Halftime branding potshot at President
This year, something else came to Houston’s NRG Stadium along with the New England Patriots — politics.
Every year, the Super Bowl is the biggest event on US television, which practically makes it the biggest event in the entire US.
For the past seven years it has attracted an annual audience of more than 100 million viewers in the US alone. Apart from the actual sport, this year’s four-hour marathon on the Fox network (and Channel Seven locally) was an unrivalled entertainment and brand platform, where the commercials gained massive news coverage. But this year, something else came to Houston’s NRG Stadium along with the New England Patriots and the Atlanta Falcons — politics.
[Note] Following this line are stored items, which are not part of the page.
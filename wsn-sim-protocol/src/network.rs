// Orchestrator: owns every node, the topology index and the event scheduler, and wires
// the protocol handlers to the kernel. Grounded on the former `bft-lib::simulator`'s
// `Simulator::loop_until` for the pop/dispatch/clamp shape, generalized to the two
// event kinds this protocol needs (timer firings and packet deliveries) instead of a
// BFT-specific `Event` enum.

use crate::address::Address;
use crate::config::Config;
use crate::error::ProtocolError;
use crate::handlers::{self, NodeIo};
use crate::node::NodeState;
use crate::packet::{Packet, PathType};
use crate::scene::{NullScene, Scene};
use crate::trace::{ClusterheadDistanceRow, NeighborDistanceRow, RegistrationLogRow, TraceWriters};
use rand::{Rng, SeedableRng};
use rand_xoshiro::Xoshiro256PlusPlus;
use std::collections::HashSet;
use std::path::Path;
use wsn_sim_kernel::base_types::{Duration, Result, VirtualTime};
use wsn_sim_kernel::{RealtimePacer, Scheduler, TopologyIndex};

#[derive(Debug, Clone)]
enum KernelEvent {
    Timer { gui: usize, name: &'static str },
    Deliver { target_gui: usize, packet: Packet },
}

pub struct NodePlacement {
    pub position: (f64, f64),
    pub tx_power: String,
    pub is_root_eligible: bool,
}

pub struct Network {
    nodes: Vec<NodeState>,
    topology: TopologyIndex,
    scheduler: Scheduler<KernelEvent>,
    config: Config,
    rng: Xoshiro256PlusPlus,
    trace: TraceWriters,
    scene: Box<dyn Scene>,
}

/// Borrows the fields a handler needs, for exactly the duration of one dispatch.
/// Constructed fresh per event so it never outlives the `&mut self.nodes[gui]` borrow
/// dispatched alongside it.
struct NetworkIo<'a> {
    config: &'a Config,
    scheduler: &'a mut Scheduler<KernelEvent>,
    topology: &'a TopologyIndex,
    rng: &'a mut Xoshiro256PlusPlus,
    trace: &'a mut TraceWriters,
    tx_range: f64,
}

impl<'a> NodeIo for NetworkIo<'a> {
    fn now(&self) -> VirtualTime {
        self.scheduler.now()
    }

    fn config(&self) -> &Config {
        self.config
    }

    fn send(&mut self, from_gui: usize, packet: Packet) {
        for entry in self.topology.in_range(from_gui, self.tx_range) {
            if self.rng.gen::<f64>() < self.config.node_loss_chance {
                continue;
            }
            let prop_time = (entry.distance / 1_000_000.0).max(0.00001);
            self.scheduler.schedule_after(
                Duration::from_secs_f64(prop_time),
                KernelEvent::Deliver {
                    target_gui: entry.gui,
                    packet: packet.clone(),
                },
            );
        }
    }

    fn schedule_timer(&mut self, gui: usize, name: &'static str, delay: Duration) {
        self.scheduler.schedule_after(delay, KernelEvent::Timer { gui, name });
    }

    fn peer_distance(&self, from_gui: usize, to_gui: usize) -> f64 {
        self.topology.distance(from_gui, to_gui)
    }

    fn trace_route(
        &mut self,
        packet_type: &'static str,
        source: Option<Address>,
        current_node: Option<Address>,
        next_hop: Option<Address>,
        dest: Address,
        hop_count: u32,
        path_type: PathType,
    ) {
        let _ = self.trace.write_packet_route(
            self.scheduler.now().as_secs_f64(),
            packet_type,
            source,
            current_node,
            next_hop,
            dest,
            hop_count,
            path_type.as_str(),
        );
    }

    fn trace_registration(&mut self, gui: usize, start: VirtualTime, registered: VirtualTime) {
        let delta = (registered - start).as_secs_f64();
        let _ = self.trace.write_registration(RegistrationLogRow {
            node_id: gui,
            start_time: start.as_secs_f64(),
            registered_time: registered.as_secs_f64(),
            delta_time: delta,
        });
    }
}

impl Network {
    pub fn new(config: Config, placements: Vec<NodePlacement>, out_dir: impl AsRef<Path>) -> Self {
        let mut topology = TopologyIndex::new();
        let mut nodes = Vec::with_capacity(placements.len());
        let mut rng = Xoshiro256PlusPlus::seed_from_u64(config.seed);

        for placement in &placements {
            let gui = topology.add_node(placement.position);
            let tx_range = config.tx_range_for(&placement.tx_power);
            nodes.push(NodeState::new(
                gui,
                placement.tx_power.clone(),
                tx_range,
                placement.is_root_eligible,
            ));
        }

        let mut scheduler: Scheduler<KernelEvent> = Scheduler::new();
        for (gui, placement) in placements.iter().enumerate() {
            let delay = if placement.is_root_eligible {
                Duration::from_secs_f64(0.1)
            } else {
                Duration::from_secs_f64(rng.gen_range(0.0..config.node_arrival_max.max(0.001)))
            };
            nodes[gui].timers.arm("ARRIVAL");
            scheduler.schedule_after(delay, KernelEvent::Timer { gui, name: "ARRIVAL" });
        }

        Network {
            nodes,
            topology,
            scheduler,
            config,
            rng,
            trace: TraceWriters::new(out_dir),
            scene: Box::new(NullScene),
        }
    }

    pub fn set_scene(&mut self, scene: Box<dyn Scene>) {
        self.scene = scene;
    }

    pub fn node(&self, gui: usize) -> &NodeState {
        &self.nodes[gui]
    }

    pub fn nodes(&self) -> &[NodeState] {
        &self.nodes
    }

    pub fn now(&self) -> VirtualTime {
        self.scheduler.now()
    }

    /// Advances the simulation until `now >= until` or the event queue drains.
    /// `pacer`, if given, sleeps the host thread between events for cosmetic real-time
    /// playback; it never perturbs `VirtualTime` ordering.
    pub fn run(&mut self, until: VirtualTime, mut pacer: Option<RealtimePacer>) -> Result<()> {
        loop {
            let deadline = match self.scheduler.peek_deadline() {
                Some(d) => d,
                None => break,
            };
            if deadline > until {
                break;
            }
            let (now, event) = self.scheduler.pop_next().expect("peeked a deadline above");
            if let Some(p) = pacer.as_mut() {
                p.pace(now);
            }
            self.scene.set_time(now.as_secs_f64());
            match event {
                KernelEvent::Timer { gui, name } => self.dispatch_timer(gui, name)?,
                KernelEvent::Deliver { target_gui, packet } => {
                    self.dispatch_deliver(target_gui, packet)?
                }
            }
        }
        Ok(())
    }

    fn dispatch_timer(&mut self, gui: usize, name: &'static str) -> Result<()> {
        if name == "EXPORT_CH_CSV" || name == "EXPORT_NEIGHBOR_CSV" {
            return self.dispatch_export_timer(gui, name);
        }
        let tx_range = self.nodes[gui].tx_range;
        let Network {
            nodes,
            topology,
            scheduler,
            config,
            rng,
            trace,
            ..
        } = self;
        let mut io = NetworkIo {
            config,
            scheduler,
            topology,
            rng,
            trace,
            tx_range,
        };
        handlers::on_timer_fired(&mut nodes[gui], &mut io, gui, name).map_err(protocol_error_to_anyhow)
    }

    fn dispatch_deliver(&mut self, gui: usize, packet: Packet) -> Result<()> {
        let tx_range = self.nodes[gui].tx_range;
        let Network {
            nodes,
            topology,
            scheduler,
            config,
            rng,
            trace,
            ..
        } = self;
        let mut io = NetworkIo {
            config,
            scheduler,
            topology,
            rng,
            trace,
            tx_range,
        };
        handlers::on_receive(&mut nodes[gui], &mut io, gui, packet).map_err(protocol_error_to_anyhow)
    }

    fn dispatch_export_timer(&mut self, gui: usize, name: &'static str) -> Result<()> {
        if !self.nodes[gui].timers.try_fire(name) {
            return Ok(());
        }
        match name {
            "EXPORT_CH_CSV" => self.export_clusterhead_distances()?,
            "EXPORT_NEIGHBOR_CSV" => self.export_neighbor_distances()?,
            _ => unreachable!("guarded by caller"),
        }
        let interval = if name == "EXPORT_CH_CSV" {
            self.config.export_ch_csv_interval
        } else {
            self.config.export_neighbor_csv_interval
        };
        self.nodes[gui].timers.arm(name);
        self.scheduler
            .schedule_after(Duration::from_secs_f64(interval), KernelEvent::Timer { gui, name });
        Ok(())
    }

    fn export_clusterhead_distances(&mut self) -> Result<()> {
        let Network { nodes, topology, trace, .. } = self;
        let chs: Vec<usize> = nodes
            .iter()
            .enumerate()
            .filter(|(_, n)| n.role.is_ch_or_root())
            .map(|(gui, _)| gui)
            .collect();
        let mut rows = Vec::new();
        for i in 0..chs.len() {
            for j in (i + 1)..chs.len() {
                let (a, b) = (chs[i], chs[j]);
                rows.push(ClusterheadDistanceRow {
                    net_addr_a: nodes[a].ch_addr.expect("filtered to CH/root").net_addr,
                    net_addr_b: nodes[b].ch_addr.expect("filtered to CH/root").net_addr,
                    distance: topology.distance(a, b),
                });
            }
        }
        trace.write_clusterhead_distances(&rows)
    }

    fn export_neighbor_distances(&mut self) -> Result<()> {
        let Network { nodes, trace, .. } = self;
        let mut seen = HashSet::new();
        let mut rows = Vec::new();
        for (gui, node) in nodes.iter().enumerate() {
            for rec in node.neighbors.values() {
                let pair = if gui < rec.gui { (gui, rec.gui) } else { (rec.gui, gui) };
                if seen.insert(pair) {
                    if let Some(distance) = rec.distance {
                        rows.push(NeighborDistanceRow {
                            gui_a: pair.0,
                            gui_b: pair.1,
                            distance,
                        });
                    }
                }
            }
        }
        trace.write_neighbor_distances(&rows)
    }
}

fn protocol_error_to_anyhow(err: ProtocolError) -> anyhow::Error {
    anyhow::anyhow!(err)
}

#[cfg(test)]
#[path = "unit_tests/network_tests.rs"]
mod network_tests;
The most blatantly political ads in living memory came from major corporations making statements unavoidably viewed through the prism of US President Donald Trump, not just a noted fan of the victorious New England Patriots, but friends with their owner, manager and star quarterback Tom Brady.
Lady Gaga provided a memorable halftime spectacle, dazzling over 13 minutes with a megamix of her dancefloor anthems with themes of inclusion and unity. But the messaging seemed tame compared with corporate America’s offerings.
Audi showed a commercial promoting equal pay and was immediately slapped down for lacking any women on its board.
Budweiser beer told the story of the company’s immigrant co-founder Adolphus Busch, while Airbnb’s “We Accept” spot was a pretty obvious comment on Trump’s immigration policies.
Not everyone was impressed. “I actually paid attention to the game this year. That's how bad the ads were,” tweeted Ask Wappling, who runs adland.tv, the world’s largest repository of Super Bowl commercials. “Not even a single thing can just be non-political. Depressing.” she commented.
“Definitely the most political Super Bowl I can recall,” Ari Halper, chief creative officer of advertising agency FCB New York told The New York Post. “I mean sure, sometimes during election years they theme things politically, but nothing like this. Nothing ever so overt.”
Regardless, the game was expected to attracted a record advertising spend of $US385 million ($502m), with brands spending an average of $US5 million on a standard 30-second spot.
In Australia, Seven expects daytime ratings will comfortably exceed last year’s combined 536,000 metro and regional viewers, proof its five-year investment is paying off.